American publisher and author

Henry Conrad Faller (August 14, 1927 – March 21, 2012) was an American businessman. In 1970, he established Uncle Henry's, a classified advertisements repository, which later gained an online version. They are both active as of 2026.

== Early life ==
Faller was born in Newark, New Jersey, in 1927, the son of William and Cecilia. He graduated from Northeastern School of Taxidermy.

== Career ==
In 1945, Faller joined the U.S. Navy, in which he was stationed on the aircraft carrier the USS Shangri-La. After discharge, he worked at Studebaker Corporation in Russell Park, New Jersey. Faller began working at FMC Marine Colloids, before becoming assistant manager at F. W. Woolworth department store. He also worked briefly at J. J. Newberry's on Main Street in Rockland, Maine.

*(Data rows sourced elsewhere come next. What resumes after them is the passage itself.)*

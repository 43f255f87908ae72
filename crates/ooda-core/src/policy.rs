//! Caller-side approval policies.
//!
//! Each check compares a proposed change against an [`ApprovalConfig`]
//! threshold and returns the alert to send, if any. The alert gate never
//! consults these; it only enforces the pending → approved | rejected state
//! machine on whatever it is given.

use serde_json::json;

use crate::alert::{AlertType, NewAlert};
use crate::config::ApprovalConfig;
use crate::types::Severity;

/// Budget moves larger than the threshold (either direction) need approval.
pub fn budget_change(
    cfg: &ApprovalConfig,
    agent: &str,
    campaign: &str,
    old_budget: f64,
    new_budget: f64,
) -> Option<NewAlert> {
    if old_budget == 0.0 {
        return None;
    }
    let change = ((new_budget - old_budget) / old_budget).abs();
    if change <= cfg.budget_change_threshold {
        return None;
    }
    Some(NewAlert {
        alert_type: AlertType::BudgetChange,
        severity: Severity::Critical,
        title: format!("Budget Change Approval Required: {campaign}"),
        message: format!(
            "Budget change of {:.1}% (${old_budget:.2} → ${new_budget:.2})",
            change * 100.0
        ),
        data: json!({
            "campaign": campaign,
            "old_budget": old_budget,
            "new_budget": new_budget,
            "change_percentage": change,
        }),
        agent: agent.to_string(),
        requires_approval: true,
    })
}

pub fn cpc_spike(cfg: &ApprovalConfig, agent: &str, current_cpc: f64, avg_cpc: f64) -> Option<NewAlert> {
    if avg_cpc <= 0.0 || current_cpc <= avg_cpc * (1.0 + cfg.cpc_spike_threshold) {
        return None;
    }
    let spike = (current_cpc - avg_cpc) / avg_cpc * 100.0;
    Some(NewAlert {
        alert_type: AlertType::CpcSpike,
        severity: Severity::Warning,
        title: "CPC Spike Detected".to_string(),
        message: format!("CPC increased by {spike:.1}% (${avg_cpc:.2} → ${current_cpc:.2})"),
        data: json!({
            "current_cpc": current_cpc,
            "avg_cpc": avg_cpc,
            "spike_percentage": spike,
        }),
        agent: agent.to_string(),
        requires_approval: false,
    })
}

/// Positions grow as rankings fall, so a drop is `new > old + threshold`.
pub fn keyword_drop(
    cfg: &ApprovalConfig,
    agent: &str,
    keyword: &str,
    old_position: f64,
    new_position: f64,
) -> Option<NewAlert> {
    if new_position <= old_position + cfg.keyword_drop_positions {
        return None;
    }
    let drop = new_position - old_position;
    Some(NewAlert {
        alert_type: AlertType::KeywordDrop,
        severity: Severity::Warning,
        title: format!("Keyword Position Drop: {keyword}"),
        message: format!(
            "Position dropped from {old_position:.1} to {new_position:.1} (-{drop:.1} positions)"
        ),
        data: json!({
            "keyword": keyword,
            "old_position": old_position,
            "new_position": new_position,
            "drop": drop,
        }),
        agent: agent.to_string(),
        requires_approval: false,
    })
}

/// Low ratings need a human response before anything is posted.
pub fn negative_review(
    cfg: &ApprovalConfig,
    agent: &str,
    platform: &str,
    rating: u8,
    review_text: &str,
) -> Option<NewAlert> {
    if rating > cfg.negative_review_max_rating {
        return None;
    }
    let excerpt: String = review_text.chars().take(100).collect();
    Some(NewAlert {
        alert_type: AlertType::ReviewNegative,
        severity: Severity::Critical,
        title: format!("Negative Review on {platform}"),
        message: format!("{rating}-star review: {excerpt}..."),
        data: json!({
            "platform": platform,
            "rating": rating,
            "review_text": review_text,
        }),
        agent: agent.to_string(),
        requires_approval: true,
    })
}

#[cfg(test)]
mod tests {
    use super::*;

    #[test]
    fn budget_change_over_threshold_requires_approval() {
        let cfg = ApprovalConfig::default();
        let alert = budget_change(&cfg, "ads", "brand", 100.0, 150.0).unwrap();
        assert!(alert.requires_approval);
        assert_eq!(alert.severity, Severity::Critical);
        assert!(alert.message.contains("50.0%"));

        let cut = budget_change(&cfg, "ads", "brand", 100.0, 60.0).unwrap();
        assert_eq!(cut.alert_type, AlertType::BudgetChange);
    }

    #[test]
    fn small_budget_change_passes() {
        let cfg = ApprovalConfig::default();
        assert!(budget_change(&cfg, "ads", "brand", 100.0, 125.0).is_none());
        assert!(budget_change(&cfg, "ads", "brand", 0.0, 50.0).is_none());
    }

    #[test]
    fn cpc_spike_threshold() {
        let cfg = ApprovalConfig::default();
        assert!(cpc_spike(&cfg, "ads", 1.25, 1.0).is_none());
        let alert = cpc_spike(&cfg, "ads", 1.50, 1.0).unwrap();
        assert!(!alert.requires_approval);
        assert!(alert.message.contains("50.0%"));
    }

    #[test]
    fn keyword_drop_counts_positions() {
        let cfg = ApprovalConfig::default();
        assert!(keyword_drop(&cfg, "seo", "crm", 3.0, 8.0).is_none());
        let alert = keyword_drop(&cfg, "seo", "crm", 3.0, 9.0).unwrap();
        assert_eq!(alert.data["drop"], 6.0);
        // Improving rank never alerts.
        assert!(keyword_drop(&cfg, "seo", "crm", 20.0, 2.0).is_none());
    }

    #[test]
    fn negative_review_truncates_excerpt() {
        let cfg = ApprovalConfig::default();
        assert!(negative_review(&cfg, "reviews", "g2", 3, "meh").is_none());
        let text = "x".repeat(250);
        let alert = negative_review(&cfg, "reviews", "g2", 1, &text).unwrap();
        assert!(alert.requires_approval);
        assert_eq!(alert.message, format!("1-star review: {}...", "x".repeat(100)));
    }
}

Deciding he wanted to become a printer, he began apprenticeship at Bald Mountain Press in Rockland. Faller started his own printing establishment, the Village Print Shop, on Main Street in Rockland, in 1968. He printed the first edition of Uncle Henry's in 1970. The Fallers sold their business and retired in 1989.

== Personal life ==
Faller married Helen Sonnenberg in 1952, a year after they met, and the couple moved to St. George, Maine, to live and raise their family of three daughters and one son. He learned the art of glassblowing from an uncle, and some of his work was showing at the Museum of Fine Arts in Boston. He was also a sculptor, and his "Ballerina" was on display at Rockland's Farnsworth Art Museum. Faller was also a horse breeder, at one time owning four horses. He was a member of the Knights of Columbus, Council 136. Faller died in 2012, after due to Alzheimer's disease. His wife of sixty years, who co-founded Uncle Henry's, survived him by eleven years. She died in 2023, aged 92. They are both interred in Coughlin Cemetery in Rockland.